第三十四話『北へ』
「帝国への伝令役として私は帝国に戻る。恐らく陛下はこの西側の大陸を保守する為に拠点を敷くだろう。」
アエネーイス大陸の西側を奪還したのだから当然、防衛拠点を敷く事になる。皇帝は瘴気により滅んだ法国の代わりに西側の大陸である法国領も統治することになるだろう。
「レムス、出来るのならばポーション類の支給要請も頼めるか。」
「任せ給え。陛下も勝利のご報告を受ければ寛大に財物庫の開帳をお許し下さる筈だ。其れでは皆のご武運を願う。」
レムスは帝国へと向け歩きだす。其れを見届けた黒騎士とマールスは騎士団達へと目を向け告げる。
「_________さて、俺達もそろそろと向かうとするか。」
騎士団達は各自頷くと旅支度を開始した。
「ジョン副団長!新米ではありますが騎士アイネイア、お供致します!!」
確かユーノに面倒を見させていた新米騎士だったか。随分と顔つきも変わった事から一皮向けたのだろう。
「あぁ、頼りにしているぞ。」
肩に手を置くとアイネイアはパァと明るくなり一礼をする。
「副団長の期待に添えるよう誠心誠意頑張らせて頂きます!!」
やる気に満ち溢れている騎士で宜しい事だと感心しているとヴェヌスが突然目の前に姿を現した。
「お前が頑張らなくとも当方が副団長殿の背を守る。だから己の命を大切にしろ。死ぬな、其れが上官である当方からの忠告である。」
本当ならばヴェヌスが一パーティーを統べるリーダーの位置に就くはずだったのだが、かなりごネタのでマールスはしょうがなく自分の居るパーティーに入れた事は言うまでもないだろう。
「はい!!」
アイネイアの他にもう一人の騎士もこのパーティーに配属されたのだが、フードを被っているせいで顔が見えない。体格からして性別は女で有ることは確かだ。

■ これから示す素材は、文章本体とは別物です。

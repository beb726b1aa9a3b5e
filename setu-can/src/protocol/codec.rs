//! SLCAN ASCII frame codec
//!
//! Data frame grammar: `t<3 hex id><1 hex dlc><2*dlc hex bytes>`
//!
//! Only standard 11-bit data frames are produced. Decoding accepts a leading
//! `t` or `T` and ignores anything after the declared payload.

use crate::core::types::{CanFrame, MAX_DLC, MAX_STANDARD_ID};
use crate::error::{Error, Result};
use std::fmt::Write;

/// Header length: marker + 3 id digits + 1 DLC digit
const HEADER_LEN: usize = 5;

/// Encode a frame into an SLCAN line (without terminator).
///
/// The DLC is `min(8, data.len())`; extra bytes are ignored.
pub fn encode_frame(id: u16, data: &[u8]) -> Result<String> {
    if id > MAX_STANDARD_ID {
        return Err(Error::InvalidCanId(id as u32));
    }
    let dlc = data.len().min(MAX_DLC);
    let mut line = String::with_capacity(HEADER_LEN + dlc * 2);
    // Writing into a String cannot fail
    let _ = write!(line, "t{:03X}{:X}", id, dlc);
    for byte in &data[..dlc] {
        let _ = write!(line, "{:02X}", byte);
    }
    Ok(line)
}

/// Parse an SLCAN data frame line.
///
/// Returns `None` for anything malformed; the receive path drops those
/// silently since garbled lines are expected on a noisy link.
pub fn decode_frame(line: &str) -> Option<CanFrame> {
    let bytes = line.as_bytes();
    if bytes.len() < HEADER_LEN || !matches!(bytes[0], b't' | b'T') {
        return None;
    }

    let id = parse_hex(&bytes[1..4])?;
    let dlc = parse_hex(&bytes[4..5])? as usize;
    if dlc > MAX_DLC {
        return None;
    }
    if bytes.len() < HEADER_LEN + dlc * 2 {
        return None;
    }

    let mut data = Vec::with_capacity(dlc);
    for i in 0..dlc {
        let offset = HEADER_LEN + i * 2;
        data.push(parse_hex(&bytes[offset..offset + 2])? as u8);
    }

    CanFrame::new(id, &data)
}

/// Find the first decodable frame marker at any offset in a line.
///
/// Adapters occasionally prefix frames with ack residue (`zt123...`).
pub fn find_frame(line: &str) -> Option<CanFrame> {
    line.char_indices()
        .filter(|(_, c)| matches!(c, 't' | 'T'))
        .find_map(|(offset, _)| decode_frame(&line[offset..]))
}

/// Parse a CAN id written as `0x510`, `0X510` or `510`
pub fn parse_can_id(text: &str) -> Result<u16> {
    let trimmed = text.trim();
    let digits = trimmed
        .strip_prefix("0x")
        .or_else(|| trimmed.strip_prefix("0X"))
        .unwrap_or(trimmed);

    if digits.is_empty() || digits.len() > 3 {
        return Err(Error::ConfigValidation(format!("invalid CAN id '{}'", text)));
    }
    let id = parse_hex(digits.as_bytes())
        .ok_or_else(|| Error::ConfigValidation(format!("invalid CAN id '{}'", text)))?;
    if id > MAX_STANDARD_ID {
        return Err(Error::InvalidCanId(id as u32));
    }
    Ok(id)
}

/// Strict hex parse: ASCII hex digits only (no sign, no whitespace)
fn parse_hex(digits: &[u8]) -> Option<u16> {
    if digits.is_empty() || digits.len() > 4 {
        return None;
    }
    digits.iter().try_fold(0u16, |acc, &c| {
        let nibble = (c as char).to_digit(16)?;
        Some((acc << 4) | nibble as u16)
    })
}

#[cfg(test)]
mod tests {
    use super::*;

    #[test]
    fn test_encode_status_frame() {
        let line = encode_frame(0x510, &[0x01, 0x91, 0, 0, 0, 0, 0, 0]).unwrap();
        assert_eq!(line, "t51080191000000000000");
    }

    #[test]
    fn test_encode_pads_id_and_truncates() {
        assert_eq!(encode_frame(0x5, &[]).unwrap(), "t0050");
        let line = encode_frame(0x7FF, &[0xAB; 10]).unwrap();
        assert_eq!(line, "t7FF8ABABABABABABABAB");
    }

    #[test]
    fn test_encode_rejects_extended_id() {
        assert!(matches!(
            encode_frame(0x800, &[]),
            Err(Error::InvalidCanId(0x800))
        ));
    }

    #[test]
    fn test_round_trip_every_id() {
        for id in 0..=MAX_STANDARD_ID {
            let len = (id as usize) % 9;
            let data: Vec<u8> = (0..len).map(|i| (id as usize * 7 + i * 31) as u8).collect();
            let line = encode_frame(id, &data).unwrap();
            let frame = decode_frame(&line).unwrap();
            assert_eq!(frame.id, id);
            assert_eq!(frame.data, data);
        }
    }

    #[test]
    fn test_decode_rejects_malformed() {
        assert!(decode_frame("").is_none());
        assert!(decode_frame("r1230").is_none());
        assert!(decode_frame("x5203010823").is_none());
        assert!(decode_frame("t520").is_none());
        // DLC above 8
        assert!(decode_frame("t5209010203040506070809").is_none());
        // Non-hex DLC
        assert!(decode_frame("t52G3010823").is_none());
        assert!(decode_frame("t520Z010823").is_none());
        // Shorter than declared
        assert!(decode_frame("t520301082").is_none());
        // Signs are not hex digits
        assert!(decode_frame("t+203010823").is_none());
        // Multi-byte characters never panic
        assert!(decode_frame("t5é03010823").is_none());
    }

    #[test]
    fn test_decode_upper_marker_and_trailing_data() {
        let frame = decode_frame("T52030108231234").unwrap();
        assert_eq!(frame.id, 0x520);
        assert_eq!(frame.data, vec![0x01, 0x08, 0x23]);
    }

    #[test]
    fn test_find_frame_at_offset() {
        let frame = find_frame("zzt5203010823").unwrap();
        assert_eq!(frame.id, 0x520);
        assert!(find_frame("OK").is_none());
        // A stray 't' before the real frame is skipped
        let frame = find_frame("xtt1001AA").unwrap();
        assert_eq!(frame.id, 0x100);
        assert_eq!(frame.data, vec![0xAA]);
    }

    #[test]
    fn test_parse_can_id() {
        assert_eq!(parse_can_id("0x520").unwrap(), 0x520);
        assert_eq!(parse_can_id("0X7ff").unwrap(), 0x7FF);
        assert_eq!(parse_can_id(" 510 ").unwrap(), 0x510);
        assert!(parse_can_id("0x800").is_err());
        assert!(parse_can_id("0x").is_err());
        assert!(parse_can_id("1234").is_err());
        assert!(parse_can_id("zz").is_err());
    }
}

「私の事はほっといて。其れと戦闘では役に立つはずだからご心配なく。」
「貴様、副団長になんて態度をとってやがる!」
アイネイアがキレた様子でフードを取ろうとするが。
「私に触れるな!」バチン
手を叩き少し離れた岩の上に腰を下ろすフードの女。
「あの女っ!」わなわな
「アイネイア、構わない。彼女にも彼女なりの知られたくない何かがあるのだらう。」
「ですがっ、副団長にあの様な態度......」
(.......こいつの自分に対する敬愛度は何なのだろうか。)
帝国から今までの間、ユーノによりアイネイアは如何に副団長と言う男が凄いのかを言い聞かせされていたのだ。故にアイネイアは黒騎士に対しかなりの尊敬と憧れを抱いていた。
「_______名前はなんて言うんだ?」
フードの騎士の元へと近づき尋ねる。
「名前か....ユースティ...おほん、レア、うん、レアでいい。」
どう見ても今考えた偽名だと分かる。て言うか今言おうとした名前、何処かで聞いたことがあるような.....
「そうか。レア、改めて此れからの旅の同行宜しく頼むぞ。」
彼女へと手を伸ばすと此方へと顔を向けずに握手だけは仕返してくれた。
「さて、準備は出来ただろう____________北へと向かおう。」
「うぅ、今度こそジョンさんと同じパーティーになりたかったのにぃ。」
ユーノは項垂れながらマールス、ディアーナ、シアリーズの後を追う。
「私達では不満ですか?」
ユーノの独り言を耳にしたディアーナは悪戯っぽく聞くとユーノは首をブンブンと横に振り否定した。
「め、滅相もありません!聖女様と団長のパーティーに入れて下さり感謝はすれど不満などあるはずがありません!」
マールスはユーノの背を叩き告げる。
「そう畏まらなくてもいい。共に旅にでるんだ、もう少し肩の力を抜け............それとジョンにはお前には秘めたる才能があると聞かされている。その才能とやら次の戦場で開花させてもらうぞ。」
「ジョンさんが........僕に期待をしているっ!」
ユーノは心底嬉しそうに剣の柄へと触れた。
「魅せますよ、団長。僕が此処に居るのはジョン副団長のお陰なんです。」
黒騎士と言う男にかなり心酔しているユーノ。
(この方、かなりジョン副団長に入れ込んでいますわね。)
其れを眼を細め観察する様に伺うシアリーズ。
「あの人が俺に期待している限り、僕は何処までも強くなれる。」
マールスはその発言を聞き何かを思いついた様にユーノへと問う。